* Task brief: Each record beneath this line is to be copied exactly.

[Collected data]
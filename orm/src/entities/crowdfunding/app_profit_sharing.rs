use rbatis::rbdc::datetime::DateTime;
use rbatis::{crud, impl_select};
use rust_decimal::Decimal;
use serde::{Deserialize, Serialize};

/// 分润记录表
///
/// 每 (项目, 周期, 份额) 一行，幂等键为 项目+周期；创建后金额不再重算，
/// 发放只流转 status
#[derive(Debug, Clone, Serialize, Deserialize)]
pub struct AppProfitSharing {
    pub id: Option<i64>,
    pub project_id: i64,
    /// 结算周期 YYYY-MM
    pub period: String,
    pub share_id: i64,
    pub user_id: i64,
    pub share_count: i64,
    /// 当期总收入
    pub total_income: Decimal,
    /// 当期总成本
    pub total_cost: Decimal,
    /// 当期净收益
    pub net_income: Decimal,
    /// 每份分润
    pub per_share_amount: Decimal,
    /// 本份额应得分润
    pub profit_sharing_amount: Decimal,
    /// 状态 见 ProfitSharingStatus
    pub status: i32,
    pub paid_time: Option<DateTime>,
    pub remark: Option<String>,
    pub create_time: Option<DateTime>,
    pub update_time: Option<DateTime>,
}

crud!(AppProfitSharing {}, "app_profit_sharing");
impl_select!(AppProfitSharing{select_by_project_and_period(project_id: i64, period: &str) -> Vec => "`where project_id = #{project_id} and period = #{period}`"});
impl_select!(AppProfitSharing{select_by_period_and_status(period: &str, status: i32) -> Vec => "`where period = #{period} and status = #{status}`"});
impl_select!(AppProfitSharing{select_by_id_for_update(id: i64) -> Option => "`where id = #{id} limit 1 for update`"});

impl AppProfitSharing {
    pub const TABLE_NAME: &'static str = "app_profit_sharing";
}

* Expected answer:
filename orm/src/entities/crowdfunding/app_profit_sharing.rs
use rbatis::rbdc::datetime::DateTime;
use rbatis::{crud, impl_select};
use rust_decimal::Decimal;
use serde::{Deserialize, Serialize};

/// 分润记录表
///
/// 每 (项目, 周期, 份额) 一行，幂等键为 项目+周期；创建后金额不再重算，
/// 发放只流转 status
#[derive(Debug, Clone, Serialize, Deserialize)]
pub struct AppProfitSharing {
    pub id: Option<i64>,
    pub project_id: i64,
    /// 结算周期 YYYY-MM
    pub period: String,
    pub share_id: i64,
    pub user_id: i64,
    pub share_count: i64,
    /// 当期总收入
    pub total_income: Decimal,
    /// 当期总成本
    pub total_cost: Decimal,
    /// 当期净收益
    pub net_income: Decimal,
    /// 每份分润
    pub per_share_amount: Decimal,
    /// 本份额应得分润
    pub profit_sharing_amount: Decimal,
    /// 状态 见 ProfitSharingStatus
    pub status: i32,
    pub paid_time: Option<DateTime>,
    pub remark: Option<String>,
    pub create_time: Option<DateTime>,
    pub update_time: Option<DateTime>,
}

crud!(AppProfitSharing {}, "app_profit_sharing");
impl_select!(AppProfitSharing{select_by_project_and_period(project_id: i64, period: &str) -> Vec => "`where project_id = #{project_id} and period = #{period}`"});
impl_select!(AppProfitSharing{select_by_period_and_status(period: &str, status: i32) -> Vec => "`where period = #{period} and status = #{status}`"});
impl_select!(AppProfitSharing{select_by_id_for_update(id: i64) -> Option => "`where id = #{id} limit 1 for update`"});

impl AppProfitSharing {
    pub const TABLE_NAME: &'static str = "app_profit_sharing";
}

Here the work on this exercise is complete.